The opinion of the court was delivered by

Royce, J.

In the trial in the county court, the respondent offered to prove that Bailey, the man upon whom he was charged with making the assault for which he was being tried, was a quarrelsome, fractious man, and the proof was excluded. The offer lacked a necessary element to make the evidence admissible, and that was', that the fact was known to the respondent that he offered to prove. In Harrison v. Harrison, 43 Vt. 417, evidence of the same character as that offered here, accompanied with the offer to show knowledge on the part of the defendant of the existence of the facts offered to be shown, was held admissible. The theory upon which such evidence is admitted is, the influence which the knowledge may be supposed to exert upon the conduct of a party in preventing or repelling an assault. Evidence of the fact alone is not available to a party, for without knowledge of its existence, it would have no influence upon his conduct. I think in all the cases where such proof has been admitted, it will be found that it was accompanied with proof of the knowledge of the facts offered to be proved by the party offering it.

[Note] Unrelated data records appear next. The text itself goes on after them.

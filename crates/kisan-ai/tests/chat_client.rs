use kisan_ai::{AiError, ChatClient, ChatSession, Language, ReplyOutcome, Role};
use serde_json::json;
use tokio_util::sync::CancellationToken;
use wiremock::matchers::{body_json, header, method, path};
use wiremock::{Mock, MockServer, ResponseTemplate};

// Local mock servers only; keep any system proxy out of the way.
fn http() -> reqwest::Client {
    reqwest::Client::builder().no_proxy().build().unwrap()
}

fn sse(fragments: &[&str], done: bool) -> String {
    let mut body = String::new();
    for fragment in fragments {
        let payload = json!({"choices": [{"delta": {"content": fragment}}]});
        body.push_str(&format!("data: {payload}\n\n"));
    }
    if done {
        body.push_str("data: [DONE]\n\n");
    }
    body
}

fn session_for(server: &MockServer, language: Language) -> ChatSession {
    let client = ChatClient::new(http(), &server.uri());
    ChatSession::new(client, language)
}

#[tokio::test]
async fn streams_three_fragments_into_one_assistant_message() -> anyhow::Result<()> {
    let server = MockServer::start().await;
    Mock::given(method("POST"))
        .and(path("/chat"))
        .and(body_json(json!({
            "messages": [{"role": "user", "content": "hi"}],
            "language": "en"
        })))
        .respond_with(
            ResponseTemplate::new(200)
                .set_body_raw(sse(&["Hello", " there", "!"], true), "text/event-stream"),
        )
        .expect(1)
        .mount(&server)
        .await;

    let mut session = session_for(&server, Language::English);
    let mut seen = Vec::new();
    let outcome = session
        .send("  hi  ", &CancellationToken::new(), |_, message| {
            seen.push(message.content.clone())
        })
        .await?;

    assert_eq!(outcome, Some(ReplyOutcome::Completed));
    assert!(!session.is_loading());

    let messages = session.conversation().messages();
    assert_eq!(messages.len(), 2);
    assert_eq!(messages[1].role, Role::Assistant);
    assert_eq!(messages[1].content, "Hello there!");

    assert_eq!(seen, vec!["Hello", "Hello there", "Hello there!"]);
    Ok(())
}

#[tokio::test]
async fn close_without_sentinel_keeps_full_content() -> anyhow::Result<()> {
    let server = MockServer::start().await;
    Mock::given(method("POST"))
        .respond_with(
            ResponseTemplate::new(200).set_body_raw(sse(&["Sow ", "after rain"], false), "text/event-stream"),
        )
        .mount(&server)
        .await;

    let mut session = session_for(&server, Language::English);
    let outcome = session.send("when?", &CancellationToken::new(), |_, _| {}).await?;

    assert_eq!(outcome, Some(ReplyOutcome::Closed));
    assert_eq!(session.conversation().messages()[1].content, "Sow after rain");
    Ok(())
}

#[tokio::test]
async fn proxy_error_surfaces_its_message() {
    let server = MockServer::start().await;
    Mock::given(method("POST"))
        .respond_with(
            ResponseTemplate::new(429)
                .set_body_json(json!({"error": "Rate limit exceeded. Please try again later."})),
        )
        .mount(&server)
        .await;

    let mut session = session_for(&server, Language::Hindi);
    let err = session
        .send("भाव?", &CancellationToken::new(), |_, _| {})
        .await
        .unwrap_err();

    match err {
        AiError::Rejected { status, message } => {
            assert_eq!(status, 429);
            assert_eq!(message, "Rate limit exceeded. Please try again later.");
        }
        other => panic!("unexpected error: {other:?}"),
    }
    assert!(!session.is_loading());
    assert_eq!(session.conversation().len(), 1);
}

#[tokio::test]
async fn non_json_error_body_falls_back_to_generic_message() {
    let server = MockServer::start().await;
    Mock::given(method("POST"))
        .respond_with(ResponseTemplate::new(502).set_body_string("bad gateway"))
        .mount(&server)
        .await;

    let mut session = session_for(&server, Language::English);
    let err = session
        .send("hello", &CancellationToken::new(), |_, _| {})
        .await
        .unwrap_err();
    assert!(matches!(err, AiError::Rejected { status: 502, ref message } if message == "Request failed"));
}

#[tokio::test]
async fn connection_failure_appends_no_assistant_message() -> anyhow::Result<()> {
    let listener = std::net::TcpListener::bind("127.0.0.1:0")?;
    let addr = listener.local_addr()?;
    drop(listener);

    let client = ChatClient::new(http(), &format!("http://{addr}"));
    let mut session = ChatSession::new(client, Language::English);
    let err = session
        .send("anyone there?", &CancellationToken::new(), |_, _| {})
        .await
        .unwrap_err();

    assert!(matches!(err, AiError::Connection(_)));
    assert!(!session.is_loading());
    assert_eq!(session.conversation().len(), 1);
    assert_eq!(session.conversation().messages()[0].role, Role::User);
    Ok(())
}

#[tokio::test]
async fn cancelled_before_send_leaves_only_the_user_turn() -> anyhow::Result<()> {
    let server = MockServer::start().await;
    let cancel = CancellationToken::new();
    cancel.cancel();

    let mut session = session_for(&server, Language::English);
    let outcome = session.send("hello", &cancel, |_, _| {}).await?;

    assert_eq!(outcome, Some(ReplyOutcome::Cancelled));
    assert_eq!(session.conversation().len(), 1);
    Ok(())
}

#[tokio::test]
async fn blank_input_sends_nothing() -> anyhow::Result<()> {
    let server = MockServer::start().await;
    Mock::given(method("POST"))
        .respond_with(ResponseTemplate::new(200))
        .expect(0)
        .mount(&server)
        .await;

    let mut session = session_for(&server, Language::English);
    let outcome = session.send("   ", &CancellationToken::new(), |_, _| {}).await?;

    assert_eq!(outcome, None);
    assert!(session.conversation().is_empty());
    Ok(())
}

#[tokio::test]
async fn presents_bearer_token_to_proxy() -> anyhow::Result<()> {
    let server = MockServer::start().await;
    Mock::given(method("POST"))
        .and(header("authorization", "Bearer client-token"))
        .respond_with(ResponseTemplate::new(200).set_body_raw(sse(&["ok"], true), "text/event-stream"))
        .expect(1)
        .mount(&server)
        .await;

    let client = ChatClient::new(http(), &server.uri())
        .with_token(Some("client-token".to_string()));
    let mut session = ChatSession::new(client, Language::Telugu);
    session.send("hi", &CancellationToken::new(), |_, _| {}).await?;

    assert_eq!(session.conversation().messages()[1].content, "ok");
    Ok(())
}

The complaint upon which the warrant issued, charged that the respondent was a resident of the town of Ryegate, and that the offence with which he was charged was committed in Ryegate ; and the warrant was made returnable at, and the respondent was tried in, St. Johnsbury. The justice decided to take jurisdiction of the case, and the respondent proceeded with the case, and after the opening argument of the state’s attorney, moved to have the case dismissed, for that the cause ought to be tried in Rye-gate. The justice overruled the motion, and it was renewed in the county court, and there overruled — to which the respondent *82excepted. Sec. 2, ch. 31, of the Gen. Sts., provides that all prosecutions commenced before a justice of the peace, which are within his jurisdiction to try and determine, shall bo tried in the town where the offence was committed or where the respondent resides. The right of the respondent to a trial in Ryegate under the above statute, is clear, and the question is, whether by his conduct he waived that right. The motion was not predicated upon a want of jurisdiction in the court, nor upon its denial to accord to him a trial in Ryegate. If the respondent desired a trial in Ryegate, he should seasonably have demanded it. The right was one which he could waive without affecting the validity of the proceeding. He was notified by the complaint that he was entitled to a trial in Ryegate, and if he claimed to be tried there, he should have made the claim before he was put upon his tidal. The general rule is, that if a party who has ground to move the court to set aside any process or proceeding of any kind, neglects to make his application in a reasonable time after the facts have come to his knowledge, he is deemed to waive the exception by the delay, and will be forever precluded to make the objection afterwards. 1 Tidd Pr. 90, 434, 435; Fox v. Marcy, 1 B. & P. 250, 844; Pearson v. Rawling, 1 East, 77; Argent v. Virant, Ib. 330; State v. Richmond, 26 N. H. 232. The delay of the respondent in claiming the right to be tried in Ryegate, we consider was rightfully treated as a waiver of the right. The other exceptions taken have not been urged in this court, and the judgment is that the respondent takes nothing by his exceptions.